[[ Stored data, beginning ]]

//! Terminal session and event loop
//!
//! Everything blocking or slow runs off the loop: supervisor calls are spawned
//! and config writes go through `spawn_blocking`. Their outcomes come back as
//! [`CommandResult`]s on a channel and are fed through the reducer like any
//! other event.

use std::io::{self, Stdout, Write};
use std::sync::Arc;
use std::time::Duration;

use anyhow::{Context, Result};
use chrono::Utc;
use crossterm::{
    event::{Event, EventStream},
    execute,
    terminal::{disable_raw_mode, enable_raw_mode, EnterAlternateScreen, LeaveAlternateScreen},
};
use futures::StreamExt;
use ratatui::{
    backend::{Backend, CrosstermBackend},
    Terminal,
};
use tokio::sync::mpsc;
use tokio::time::Instant;
use tracing::{debug, error, info, warn};

use tunnel9_common::{ConfigStore, TunnelEvent};
use tunnel9_supervisor::TunnelSupervisor;

use crate::app::{self, AppEvent, AppState, Command, CommandResult};
use crate::ui;

/// Redraw interval for uptime counters
const TICK: Duration = Duration::from_secs(1);

/// Runs [`Command`]s in the background and reports their results
#[derive(Clone)]
pub struct Executor {
    supervisor: TunnelSupervisor,
    store: Arc<dyn ConfigStore>,
    results: mpsc::UnboundedSender<CommandResult>,
}

impl Executor {
    pub fn new(
        supervisor: TunnelSupervisor,
        store: Arc<dyn ConfigStore>,
    ) -> (Self, mpsc::UnboundedReceiver<CommandResult>) {
        let (results, rx) = mpsc::unbounded_channel();
        (
            Self {
                supervisor,
                store,
                results,
            },
            rx,
        )
    }

    pub fn execute(&self, command: Command) {
        let executor = self.clone();
        tokio::spawn(async move {
            let result = executor.run(command).await;
            if executor.results.send(result).is_err() {
                debug!("Event loop gone; dropping command result");
            }
        });
    }

    async fn run(&self, command: Command) -> CommandResult {
        match command {
            Command::Start(spec) => {
                let id = spec.id.clone();
                let status = self.supervisor.start(spec).await;
                CommandResult::Started { id, status }
            }
            Command::Stop(id) => {
                let result = self.supervisor.stop(&id).await.map_err(|e| e.to_string());
                CommandResult::Stopped { id, result }
            }
            Command::Remove(id) => {
                let result = self
                    .supervisor
                    .remove(&id)
                    .await
                    .map_err(|e| e.to_string());
                CommandResult::Removed { id, result }
            }
            Command::Persist { op, tunnels } => {
                let store = self.store.clone();
                let result = match tokio::task::spawn_blocking(move || store.save(&tunnels)).await
                {
                    Ok(Ok(())) => Ok(()),
                    Ok(Err(e)) => Err(e.to_string()),
                    Err(e) => Err(format!("config writer crashed: {}", e)),
                };
                if let Err(e) = &result {
                    error!("Failed to save config for {:?}: {}", op, e);
                }
                CommandResult::Persisted { op, result }
            }
            Command::Shutdown => {
                let report = self.supervisor.shutdown().await;
                info!(
                    "Shutdown finished: {} stopped, {} forced",
                    report.stopped.len(),
                    report.forced.len()
                );
                CommandResult::ShutdownComplete {
                    forced: report.forced.len(),
                }
            }
        }
    }
}

/// Map a terminal event onto the reducer's input
fn translate(event: Event) -> Option<AppEvent> {
    match event {
        Event::Key(key) => Some(AppEvent::Key(key)),
        Event::Resize(width, height) => Some(AppEvent::Resize(width, height)),
        _ => None,
    }
}

/// Apply one event and hand the resulting commands to the executor
///
/// Returns true once the user is on the way out and the quit deadline should start.
fn dispatch(state: &mut AppState, executor: &Executor, event: AppEvent) -> bool {
    let was_quitting = state.quitting;
    for command in app::update(state, event) {
        executor.execute(command);
    }
    state.quitting && !was_quitting
}

/// Drive the UI until the reducer asks to exit
pub async fn run_loop<B: Backend>(
    terminal: &mut Terminal<B>,
    state: &mut AppState,
    executor: &Executor,
    mut tunnel_events: mpsc::UnboundedReceiver<TunnelEvent>,
    mut results: mpsc::UnboundedReceiver<CommandResult>,
    quit_timeout: Duration,
) -> Result<()> {
    let mut events = EventStream::new();
    let mut ticker = tokio::time::interval(TICK);
    let mut quit_deadline: Option<Instant> = None;
    let mut input_open = true;

    let size = terminal.size()?;
    dispatch(state, executor, AppEvent::Resize(size.width, size.height));

    while !state.should_exit {
        terminal.draw(|frame| ui::render(frame, state, Utc::now()))?;

        let deadline = async {
            match quit_deadline {
                Some(at) => tokio::time::sleep_until(at).await,
                None => std::future::pending().await,
            }
        };

        let event = tokio::select! {
            _ = ticker.tick() => None,
            Some(event) = tunnel_events.recv() => Some(AppEvent::Supervisor(event)),
            Some(result) = results.recv() => Some(AppEvent::CommandResult(result)),
            _ = deadline => Some(AppEvent::QuitTimeout),
            maybe_event = events.next(), if input_open => match maybe_event {
                Some(Ok(event)) => translate(event),
                Some(Err(e)) => {
                    warn!("Terminal input error: {}", e);
                    None
                }
                None => {
                    warn!("Terminal input closed");
                    input_open = false;
                    Some(AppEvent::InputClosed)
                }
            },
        };

        if let Some(event) = event {
            if dispatch(state, executor, event) {
                quit_deadline = Some(Instant::now() + quit_timeout);
            }
        }
    }

    Ok(())
}

/// Enter raw mode and the alternate screen
pub fn setup_terminal() -> Result<Terminal<CrosstermBackend<Stdout>>> {
    enable_raw_mode().context("Failed to enable raw mode")?;
    let mut stdout = io::stdout();
    let terminal = execute!(stdout, EnterAlternateScreen)
        .context("Failed to enter alternate screen")
        .and_then(|()| {
            Terminal::new(CrosstermBackend::new(stdout)).context("Failed to create terminal")
        });
    if terminal.is_err() {
        undo_setup(&mut io::stdout());
    }
    terminal
}

/// Best-effort return to cooked mode after a failed setup
fn undo_setup<W: Write>(out: &mut W) {
    if let Err(e) = execute!(out, LeaveAlternateScreen) {
        warn!("Failed to leave alternate screen: {}", e);
    }
    if let Err(e) = disable_raw_mode() {
        warn!("Failed to disable raw mode: {}", e);
    }
}

/// Leave raw mode and the alternate screen
pub fn restore_terminal(terminal: &mut Terminal<CrosstermBackend<Stdout>>) -> Result<()> {
    disable_raw_mode()?;
    execute!(terminal.backend_mut(), LeaveAlternateScreen)?;
    terminal.show_cursor()?;
    Ok(())
}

[[ Stored data, end ]]

How to complete this task = Reproduce each entry above. Every word must match.

Solution to this task =
//! Terminal session and event loop
//!
//! Everything blocking or slow runs off the loop: supervisor calls are spawned
//! and config writes go through `spawn_blocking`. Their outcomes come back as
//! [`CommandResult`]s on a channel and are fed through the reducer like any
//! other event.

use std::io::{self, Stdout, Write};
use std::sync::Arc;
use std::time::Duration;

use anyhow::{Context, Result};
use chrono::Utc;
use crossterm::{
    event::{Event, EventStream},
    execute,
    terminal::{disable_raw_mode, enable_raw_mode, EnterAlternateScreen, LeaveAlternateScreen},
};
use futures::StreamExt;
use ratatui::{
    backend::{Backend, CrosstermBackend},
    Terminal,
};
use tokio::sync::mpsc;
use tokio::time::Instant;
use tracing::{debug, error, info, warn};

use tunnel9_common::{ConfigStore, TunnelEvent};
use tunnel9_supervisor::TunnelSupervisor;

use crate::app::{self, AppEvent, AppState, Command, CommandResult};
use crate::ui;

/// Redraw interval for uptime counters
const TICK: Duration = Duration::from_secs(1);

/// Runs [`Command`]s in the background and reports their results
#[derive(Clone)]
pub struct Executor {
    supervisor: TunnelSupervisor,
    store: Arc<dyn ConfigStore>,
    results: mpsc::UnboundedSender<CommandResult>,
}

impl Executor {
    pub fn new(
        supervisor: TunnelSupervisor,
        store: Arc<dyn ConfigStore>,
    ) -> (Self, mpsc::UnboundedReceiver<CommandResult>) {
        let (results, rx) = mpsc::unbounded_channel();
        (
            Self {
                supervisor,
                store,
                results,
            },
            rx,
        )
    }

    pub fn execute(&self, command: Command) {
        let executor = self.clone();
        tokio::spawn(async move {
            let result = executor.run(command).await;
            if executor.results.send(result).is_err() {
                debug!("Event loop gone; dropping command result");
            }
        });
    }

    async fn run(&self, command: Command) -> CommandResult {
        match command {
            Command::Start(spec) => {
                let id = spec.id.clone();
                let status = self.supervisor.start(spec).await;
                CommandResult::Started { id, status }
            }
            Command::Stop(id) => {
                let result = self.supervisor.stop(&id).await.map_err(|e| e.to_string());
                CommandResult::Stopped { id, result }
            }
            Command::Remove(id) => {
                let result = self
                    .supervisor
                    .remove(&id)
                    .await
                    .map_err(|e| e.to_string());
                CommandResult::Removed { id, result }
            }
            Command::Persist { op, tunnels } => {
                let store = self.store.clone();
                let result = match tokio::task::spawn_blocking(move || store.save(&tunnels)).await
                {
                    Ok(Ok(())) => Ok(()),
                    Ok(Err(e)) => Err(e.to_string()),
                    Err(e) => Err(format!("config writer crashed: {}", e)),
                };
                if let Err(e) = &result {
                    error!("Failed to save config for {:?}: {}", op, e);
                }
                CommandResult::Persisted { op, result }
            }
            Command::Shutdown => {
                let report = self.supervisor.shutdown().await;
                info!(
                    "Shutdown finished: {} stopped, {} forced",
                    report.stopped.len(),
                    report.forced.len()
                );
                CommandResult::ShutdownComplete {
                    forced: report.forced.len(),
                }
            }
        }
    }
}

/// Map a terminal event onto the reducer's input
fn translate(event: Event) -> Option<AppEvent> {
    match event {
        Event::Key(key) => Some(AppEvent::Key(key)),
        Event::Resize(width, height) => Some(AppEvent::Resize(width, height)),
        _ => None,
    }
}

/// Apply one event and hand the resulting commands to the executor
///
/// Returns true once the user is on the way out and the quit deadline should start.
fn dispatch(state: &mut AppState, executor: &Executor, event: AppEvent) -> bool {
    let was_quitting = state.quitting;
    for command in app::update(state, event) {
        executor.execute(command);
    }
    state.quitting && !was_quitting
}

/// Drive the UI until the reducer asks to exit
pub async fn run_loop<B: Backend>(
    terminal: &mut Terminal<B>,
    state: &mut AppState,
    executor: &Executor,
    mut tunnel_events: mpsc::UnboundedReceiver<TunnelEvent>,
    mut results: mpsc::UnboundedReceiver<CommandResult>,
    quit_timeout: Duration,
) -> Result<()> {
    let mut events = EventStream::new();
    let mut ticker = tokio::time::interval(TICK);
    let mut quit_deadline: Option<Instant> = None;
    let mut input_open = true;

    let size = terminal.size()?;
    dispatch(state, executor, AppEvent::Resize(size.width, size.height));

    while !state.should_exit {
        terminal.draw(|frame| ui::render(frame, state, Utc::now()))?;

        let deadline = async {
            match quit_deadline {
                Some(at) => tokio::time::sleep_until(at).await,
                None => std::future::pending().await,
            }
        };

        let event = tokio::select! {
            _ = ticker.tick() => None,
            Some(event) = tunnel_events.recv() => Some(AppEvent::Supervisor(event)),
            Some(result) = results.recv() => Some(AppEvent::CommandResult(result)),
            _ = deadline => Some(AppEvent::QuitTimeout),
            maybe_event = events.next(), if input_open => match maybe_event {
                Some(Ok(event)) => translate(event),
                Some(Err(e)) => {
                    warn!("Terminal input error: {}", e);
                    None
                }
                None => {
                    warn!("Terminal input closed");
                    input_open = false;
                    Some(AppEvent::InputClosed)
                }
            },
        };

        if let Some(event) = event {
            if dispatch(state, executor, event) {
                quit_deadline = Some(Instant::now() + quit_timeout);
            }
        }
    }

    Ok(())
}

/// Enter raw mode and the alternate screen
pub fn setup_terminal() -> Result<Terminal<CrosstermBackend<Stdout>>> {
    enable_raw_mode().context("Failed to enable raw mode")?;
    let mut stdout = io::stdout();
    let terminal = execute!(stdout, EnterAlternateScreen)
        .context("Failed to enter alternate screen")
        .and_then(|()| {
            Terminal::new(CrosstermBackend::new(stdout)).context("Failed to create terminal")
        });
    if terminal.is_err() {
        undo_setup(&mut io::stdout());
    }
    terminal
}

/// Best-effort return to cooked mode after a failed setup
fn undo_setup<W: Write>(out: &mut W) {
    if let Err(e) = execute!(out, LeaveAlternateScreen) {
        warn!("Failed to leave alternate screen: {}", e);
    }
    if let Err(e) = disable_raw_mode() {
        warn!("Failed to disable raw mode: {}", e);
    }
}

/// Leave raw mode and the alternate screen
pub fn restore_terminal(terminal: &mut Terminal<CrosstermBackend<Stdout>>) -> Result<()> {
    disable_raw_mode()?;
    execute!(terminal.backend_mut(), LeaveAlternateScreen)?;
    terminal.show_cursor()?;
    Ok(())
}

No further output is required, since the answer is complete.